Honestly, I sometimes wonder if it's the Florida sunshine that makes people do weird things!

  

This is the provision that allows an association to collect rent if the property owner failed to pay any monetary obligation due to the association, but it surely doesn't say that the association can take possession of the home after evicting the tenant.  Also, the provision doesn’t allow the association to rent the home to different renters who pay rent directly to the association, dispossessing the deeded owner.

 

I know HOA laws have gone pretty far, but taking possession of a property without getting official title is going too far. Are there still property rights effective in this state?

 

FS 720.3085(8) (a) If the parcel is occupied by a tenant and the parcel owner is delinquent in paying any monetary obligation due to the association, the association may demand that the tenant pay to the association the subsequent rental payments and continue to make such payments until all the monetary obligations of the parcel owner related to the parcel have been paid in full to the association and the association releases the tenant or until the tenant discontinues tenancy in the parcel.

 
       1. The association must provide the tenant a notice, by hand delivery or United States mail, in substantially the following form:
Pursuant to section 720.3085(8), Florida Statutes, we demand that you make your rent payments directly to the homeowners' association and continue doing so until the association notifies you otherwise. Payment due the homeowners' association may be in the same form as you paid your landlord and must be sent by United States mail or hand delivery to ...(full address)..., payable to ...(name).... Your obligation to pay your rent to the association begins immediately, unless you have already paid rent to your landlord for the current period before receiving this notice. In that case, you must provide the association written proof of your payment within 14 days after receiving this notice and your obligation to pay rent to the association would then begin with the next rental period. Pursuant to section 720.3085(8), Florida Statutes, your payment of rent to the association gives you complete immunity from any claim for the rent by your landlord.

       2. A tenant is immune from any claim by the parcel owner related to the rent timely paid to the association after the association has made written demand.

      (b) If the tenant paid rent to the landlord or parcel owner for a given rental period before receiving the demand from the association and provides written evidence to the association of having paid the rent within 14 days after receiving the demand, the tenant shall begin making rental payments to the association for the following rental period and shall continue making rental payments to the association to be credited against the monetary obligations of the parcel owner until the association releases the tenant or the tenant discontinues tenancy in the unit. The association shall, upon request, provide the tenant with written receipts for payments made. The association shall mail written notice to the parcel owner of the association's demand that the tenant pay monetary obligations to the association.
     

      (c) The liability of the tenant may not exceed the amount due from the tenant to the tenant's landlord. The tenant shall be given a credit against rents due to the landlord parcel owner in the amount of assessments paid to the association.

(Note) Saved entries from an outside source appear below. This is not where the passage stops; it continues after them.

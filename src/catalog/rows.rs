use anyhow::{Context, Result};
use rusqlite::{Connection, OptionalExtension, Row, params};

use crate::model::{Image, NewImage};

pub(super) const IMAGE_COLUMNS: &str =
    "id, topic_id, image, prompt, width, height, seed, created_at, updated_at, notes, is_favorite";

pub(super) fn image_from_row(row: &Row<'_>) -> rusqlite::Result<Image> {
    Ok(Image {
        id: row.get(0)?,
        topic_id: row.get(1)?,
        image: row.get(2)?,
        prompt: row.get(3)?,
        width: row.get(4)?,
        height: row.get(5)?,
        seed: row.get(6)?,
        created_at: row.get(7)?,
        updated_at: row.get(8)?,
        notes: row.get(9)?,
        is_favorite: row.get::<_, Option<i64>>(10)?.unwrap_or(0) != 0,
    })
}

pub(super) fn insert_topic(conn: &Connection, name: &str) -> Result<bool> {
    let n = conn
        .execute("INSERT OR IGNORE INTO topic (name) VALUES (?1)", [name])
        .with_context(|| format!("insert topic {}", name))?;
    Ok(n > 0)
}

pub(super) fn topic_id(conn: &Connection, name: &str) -> Result<Option<i64>> {
    conn.query_row("SELECT id FROM topic WHERE name = ?1", [name], |row| {
        row.get(0)
    })
    .optional()
    .with_context(|| format!("look up topic {}", name))
}

pub(super) fn insert_image(conn: &Connection, image: &NewImage) -> Result<bool> {
    // COALESCE keeps the column default when the caller has no timestamp.
    let n = conn
        .execute(
            "INSERT OR IGNORE INTO image
               (topic_id, image, prompt, width, height, seed, created_at, updated_at, notes, is_favorite)
             VALUES (?1, ?2, ?3, ?4, ?5, ?6,
               COALESCE(?7, CURRENT_TIMESTAMP), COALESCE(?8, CURRENT_TIMESTAMP), ?9, ?10)",
            params![
                image.topic_id,
                image.image,
                image.prompt,
                image.width,
                image.height,
                image.seed,
                image.created_at,
                image.updated_at,
                image.notes,
                image.is_favorite,
            ],
        )
        .with_context(|| format!("insert image {}", image.image))?;
    Ok(n > 0)
}
//! Set-union of two catalogs keyed by blob filename.
//!
//! Rows are only ever added to the destination. A filename already present in
//! the destination keeps the destination's row; the source copy is dropped.

use std::collections::HashMap;

use anyhow::{Context, Result};

use crate::catalog::CatalogStore;
use crate::model::NewImage;

/// Fold every row of `source` that `destination` lacks into `destination`.
///
/// Topics are matched by name and image rows by filename, so surrogate ids of
/// the two replicas never meet. Returns the number of image rows inserted.
/// The whole merge is one destination transaction.
pub fn merge(source: &CatalogStore, destination: &mut CatalogStore) -> Result<usize> {
    let source_topics = source.topics().context("read source topics")?;
    let source_topic_names: HashMap<i64, String> = source_topics
        .iter()
        .map(|t| (t.id, t.name.clone()))
        .collect();
    let existing = destination
        .image_filenames()
        .context("read destination filenames")?;
    let source_images = source.images().context("read source images")?;
    let source_count = source_images.len();
    let candidates: Vec<_> = source_images
        .into_iter()
        .filter(|img| !existing.contains(&img.image))
        .collect();
    let already_present = source_count - candidates.len();

    let (inserted, unresolved) = destination.write_batch(|w| {
        for topic in &source_topics {
            w.insert_topic(&topic.name)?;
        }

        let mut dest_topic_ids: HashMap<&str, i64> = HashMap::new();
        let mut inserted = 0usize;
        let mut unresolved = 0usize;
        for img in &candidates {
            let Some(name) = img.topic_id.and_then(|id| source_topic_names.get(&id)) else {
                tracing::warn!(
                    image = %img.image,
                    topic_id = ?img.topic_id,
                    "data integrity: source image has no topic, skipping"
                );
                unresolved += 1;
                continue;
            };

            let dest_id = match dest_topic_ids.get(name.as_str()) {
                Some(id) => Some(*id),
                None => {
                    let id = w.topic_id(name)?;
                    if let Some(id) = id {
                        dest_topic_ids.insert(name.as_str(), id);
                    }
                    id
                }
            };
            let Some(dest_id) = dest_id else {
                tracing::warn!(
                    image = %img.image,
                    topic = %name,
                    "data integrity: topic missing in destination, skipping"
                );
                unresolved += 1;
                continue;
            };

            if w.insert_image(&NewImage::rehomed(img, dest_id))? {
                inserted += 1;
            }
        }
        Ok((inserted, unresolved))
    })?;

    tracing::info!(
        inserted,
        already_present,
        unresolved,
        "catalog merge complete"
    );
    Ok(inserted)
}
use std::path::PathBuf;

use anyhow::{Context, Result};
use clap::Parser;

use wpg::catalog::CatalogStore;
use wpg::config::Config;
use wpg::remote::HttpRemoteStore;

#[derive(Parser)]
#[command(name = "wpg")]
#[command(about = "Wallpaper generator with dataset sync", long_about = None)]
struct Cli {
    /// Topic to generate wallpapers for, or `sync` to sync with the remote dataset
    target: Option<String>,

    /// Number of wallpapers to generate
    #[arg(long, default_value_t = 10)]
    num: usize,

    /// JSON config file; environment variables override it
    #[arg(long)]
    config: Option<PathBuf>,

    /// Emit JSON
    #[arg(long)]
    json: bool,
}

fn main() {
    wpg::logging::init();
    if let Err(err) = run() {
        eprintln!("{:#}", err);
        std::process::exit(1);
    }
}

fn run() -> Result<()> {
    let cli = Cli::parse();
    let config = Config::load(cli.config.as_deref())?;

    match cli.target.as_deref() {
        Some("sync") => sync(&config, cli.json),
        Some(topic) => generate(&config, topic, cli.num, cli.json),
        None => summary(&config, cli.json),
    }
}

fn sync(config: &Config, json: bool) -> Result<()> {
    let repo_id = config.remote.require_repo_id()?;
    let remote = HttpRemoteStore::new(&config.remote)?;

    let report = match wpg::sync::run(&config.data, &remote, repo_id) {
        Ok(report) => report,
        Err(failure) => {
            if let Some(backup) = &failure.retained_backup {
                eprintln!(
                    "local changes are kept in {}; run sync again to fold them back in",
                    backup.display()
                );
            }
            return Err(failure.into());
        }
    };

    if json {
        println!(
            "{}",
            serde_json::to_string_pretty(&report).context("serialize sync report")?
        );
    } else {
        println!(
            "Synced {} as {}: merged {} rows, extracted {} files, uploaded {} parts",
            repo_id,
            report.identity,
            report.merged_rows,
            report.extracted_files,
            report.uploaded_parts.len()
        );
        if report.missing_blobs > 0 {
            println!("{} catalog rows have no blob file", report.missing_blobs);
        }
    }
    Ok(())
}

fn generate(config: &Config, topic: &str, num: usize, json: bool) -> Result<()> {
    let catalog = CatalogStore::open(&config.data.catalog_path())?;
    let report = wpg::generate::run(config, &catalog, topic, num)?;
    if json {
        println!(
            "{}",
            serde_json::to_string_pretty(&report).context("serialize generation report")?
        );
    } else {
        println!(
            "Generated {}/{} wallpapers for {}",
            report.generated, report.prompts, report.topic
        );
        println!("Run `wpg sync` to upload changes.");
    }
    Ok(())
}

fn summary(config: &Config, json: bool) -> Result<()> {
    let catalog = CatalogStore::open(&config.data.catalog_path())?;
    let summary = catalog.summary()?;
    let topics = catalog.topic_page(1, 50)?;
    if json {
        println!(
            "{}",
            serde_json::to_string_pretty(&serde_json::json!({
                "summary": summary,
                "topics": topics,
            }))
            .context("serialize summary")?
        );
        return Ok(());
    }

    println!("{} topics, {} images", summary.topics, summary.images);
    for topic in &topics.items {
        let images = catalog.images_for_topic(topic.id, 1, 1)?;
        println!("{:>6}  {}", images.total, topic.name);
    }
    if topics.total_pages > 1 {
        println!("... {} more topics", topics.total - topics.items.len() as u64);
    }
    Ok(())
}
use anyhow::{Context, Result};
use rusqlite::Connection;

const CREATE_TOPIC: &str = "CREATE TABLE IF NOT EXISTS topic (
    id INTEGER PRIMARY KEY AUTOINCREMENT,
    name TEXT NOT NULL UNIQUE
)";

const CREATE_IMAGE: &str = "CREATE TABLE IF NOT EXISTS image (
    id INTEGER PRIMARY KEY AUTOINCREMENT,
    topic_id INTEGER,
    image TEXT NOT NULL UNIQUE,
    prompt TEXT NOT NULL,
    width INTEGER,
    height INTEGER,
    seed INTEGER,
    created_at DATETIME DEFAULT CURRENT_TIMESTAMP,
    updated_at DATETIME DEFAULT CURRENT_TIMESTAMP,
    notes TEXT,
    is_favorite INTEGER DEFAULT 0,
    FOREIGN KEY (topic_id) REFERENCES topic (id)
)";

/// Both statements are `IF NOT EXISTS`; running this on a populated catalog is a no-op.
pub(super) fn ensure_schema(conn: &Connection) -> Result<()> {
    conn.execute(CREATE_TOPIC, []).context("create topic table")?;
    conn.execute(CREATE_IMAGE, []).context("create image table")?;
    Ok(())
}
//! SQLite-backed catalog of topics and images.

use std::fs;
use std::path::{Path, PathBuf};

use anyhow::{Context, Result};
use rusqlite::{Connection, OptionalExtension, params};

use crate::model::{CatalogSummary, Image, NewImage, Page, Topic};

mod rows;
mod schema;

use self::rows::{IMAGE_COLUMNS, image_from_row, insert_image, insert_topic, topic_id};

pub struct CatalogStore {
    conn: Connection,
    path: PathBuf,
}

/// Write handle valid for the duration of [`CatalogStore::write_batch`].
pub struct CatalogWriter<'a> {
    tx: rusqlite::Transaction<'a>,
}

impl CatalogStore {
    /// Open (creating if needed) the catalog file and make sure both tables exist.
    pub fn open(path: &Path) -> Result<Self> {
        if let Some(parent) = path.parent()
            && !parent.as_os_str().is_empty()
        {
            fs::create_dir_all(parent)
                .with_context(|| format!("create catalog dir {}", parent.display()))?;
        }
        let conn = Connection::open(path)
            .with_context(|| format!("open catalog {}", path.display()))?;
        let store = Self {
            conn,
            path: path.to_path_buf(),
        };
        store.ensure_schema()?;
        Ok(store)
    }

    /// In-memory catalog, mostly for tests.
    pub fn open_in_memory() -> Result<Self> {
        let conn = Connection::open_in_memory().context("open in-memory catalog")?;
        let store = Self {
            conn,
            path: PathBuf::from(":memory:"),
        };
        store.ensure_schema()?;
        Ok(store)
    }

    pub fn ensure_schema(&self) -> Result<()> {
        schema::ensure_schema(&self.conn)
            .with_context(|| format!("ensure schema for {}", self.path.display()))
    }

    pub fn path(&self) -> &Path {
        &self.path
    }

    /// Insert `name` if absent and return its id in this catalog.
    pub fn ensure_topic(&self, name: &str) -> Result<i64> {
        insert_topic(&self.conn, name)?;
        topic_id(&self.conn, name)?
            .with_context(|| format!("topic {} missing after insert", name))
    }

    pub fn topic_id(&self, name: &str) -> Result<Option<i64>> {
        topic_id(&self.conn, name)
    }

    pub fn topic(&self, id: i64) -> Result<Option<Topic>> {
        self.conn
            .query_row("SELECT id, name FROM topic WHERE id = ?1", [id], |row| {
                Ok(Topic {
                    id: row.get(0)?,
                    name: row.get(1)?,
                })
            })
            .optional()
            .context("query topic by id")
    }

    pub fn topics(&self) -> Result<Vec<Topic>> {
        let mut stmt = self
            .conn
            .prepare("SELECT id, name FROM topic ORDER BY id")
            .context("prepare topics query")?;
        let rows = stmt
            .query_map([], |row| {
                Ok(Topic {
                    id: row.get(0)?,
                    name: row.get(1)?,
                })
            })
            .context("query topics")?;
        rows.collect::<rusqlite::Result<Vec<_>>>()
            .context("read topic rows")
    }

    pub fn images(&self) -> Result<Vec<Image>> {
        let sql = format!("SELECT {} FROM image ORDER BY id", IMAGE_COLUMNS);
        let mut stmt = self.conn.prepare(&sql).context("prepare images query")?;
        let rows = stmt.query_map([], image_from_row).context("query images")?;
        rows.collect::<rusqlite::Result<Vec<_>>>()
            .context("read image rows")
    }

    pub fn image_by_filename(&self, filename: &str) -> Result<Option<Image>> {
        let sql = format!("SELECT {} FROM image WHERE image = ?1", IMAGE_COLUMNS);
        self.conn
            .query_row(&sql, [filename], image_from_row)
            .optional()
            .context("query image by filename")
    }

    /// Every blob filename referenced by this catalog.
    pub fn image_filenames(&self) -> Result<std::collections::HashSet<String>> {
        let mut stmt = self
            .conn
            .prepare("SELECT image FROM image")
            .context("prepare filename query")?;
        let rows = stmt
            .query_map([], |row| row.get::<_, String>(0))
            .context("query filenames")?;
        rows.collect::<rusqlite::Result<_>>()
            .context("read filename rows")
    }

    /// Returns `false` when a row with the same filename already exists.
    pub fn insert_image(&self, image: &NewImage) -> Result<bool> {
        insert_image(&self.conn, image)
    }

    pub fn summary(&self) -> Result<CatalogSummary> {
        let topics: i64 = self
            .conn
            .query_row("SELECT COUNT(*) FROM topic", [], |row| row.get(0))
            .context("count topics")?;
        let images: i64 = self
            .conn
            .query_row("SELECT COUNT(*) FROM image", [], |row| row.get(0))
            .context("count images")?;
        Ok(CatalogSummary {
            topics: topics as u64,
            images: images as u64,
        })
    }

    /// Topics ordered by name. `page` is 1-based and clamped to at least 1.
    pub fn topic_page(&self, page: u32, per_page: u32) -> Result<Page<Topic>> {
        let total = self.summary()?.topics;
        let (page, offset) = page_window(page, per_page);
        let mut stmt = self
            .conn
            .prepare("SELECT id, name FROM topic ORDER BY name LIMIT ?1 OFFSET ?2")
            .context("prepare topic page query")?;
        let items = stmt
            .query_map(params![per_page, offset], |row| {
                Ok(Topic {
                    id: row.get(0)?,
                    name: row.get(1)?,
                })
            })
            .context("query topic page")?
            .collect::<rusqlite::Result<Vec<_>>>()
            .context("read topic page")?;
        Ok(Page {
            items,
            page,
            total_pages: total_pages(total, per_page),
            total,
        })
    }

    /// Images of one topic, newest first.
    pub fn images_for_topic(&self, topic_id: i64, page: u32, per_page: u32) -> Result<Page<Image>> {
        let total: i64 = self
            .conn
            .query_row(
                "SELECT COUNT(*) FROM image WHERE topic_id = ?1",
                [topic_id],
                |row| row.get(0),
            )
            .context("count topic images")?;
        let total = total as u64;
        let (page, offset) = page_window(page, per_page);
        let sql = format!(
            "SELECT {} FROM image WHERE topic_id = ?1 ORDER BY created_at DESC, id DESC LIMIT ?2 OFFSET ?3",
            IMAGE_COLUMNS
        );
        let mut stmt = self.conn.prepare(&sql).context("prepare image page query")?;
        let items = stmt
            .query_map(params![topic_id, per_page, offset], image_from_row)
            .context("query image page")?
            .collect::<rusqlite::Result<Vec<_>>>()
            .context("read image page")?;
        Ok(Page {
            items,
            page,
            total_pages: total_pages(total, per_page),
            total,
        })
    }

    /// Run `f` inside one transaction; nothing is written unless `f` succeeds.
    pub fn write_batch<T>(&mut self, f: impl FnOnce(&CatalogWriter<'_>) -> Result<T>) -> Result<T> {
        let tx = self
            .conn
            .transaction()
            .context("begin catalog transaction")?;
        let writer = CatalogWriter { tx };
        let out = f(&writer)?;
        writer
            .tx
            .commit()
            .with_context(|| format!("commit catalog {}", self.path.display()))?;
        Ok(out)
    }
}

impl CatalogWriter<'_> {
    /// Idempotent: returns `false` if the name was already present.
    pub fn insert_topic(&self, name: &str) -> Result<bool> {
        insert_topic(&self.tx, name)
    }

    pub fn topic_id(&self, name: &str) -> Result<Option<i64>> {
        topic_id(&self.tx, name)
    }

    pub fn insert_image(&self, image: &NewImage) -> Result<bool> {
        insert_image(&self.tx, image)
    }
}

fn page_window(page: u32, per_page: u32) -> (u32, i64) {
    let page = page.max(1);
    (page, i64::from(page - 1) * i64::from(per_page))
}

fn total_pages(total: u64, per_page: u32) -> u32 {
    if total == 0 || per_page == 0 {
        return 1;
    }
    total.div_ceil(u64::from(per_page)) as u32
}

#[cfg(test)]
#[path = "tests/catalog_tests.rs"]
mod tests;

       (d) The association may issue notice under s. 83.56 and sue for eviction under ss. 83.59-83.625 as if the association were a landlord under part II of chapter 83 if the tenant fails to pay a monetary obligation. However, the association is not otherwise considered a landlord under chapter 83 and specifically has no obligations under s. 83.51.

  
        (e) The tenant does not, by virtue of payment of monetary obligations, have any of the rights of a parcel owner to vote in any election or to examine the books and records of the association.

         (f) A court may supersede the effect of this subsection by appointing a receiver.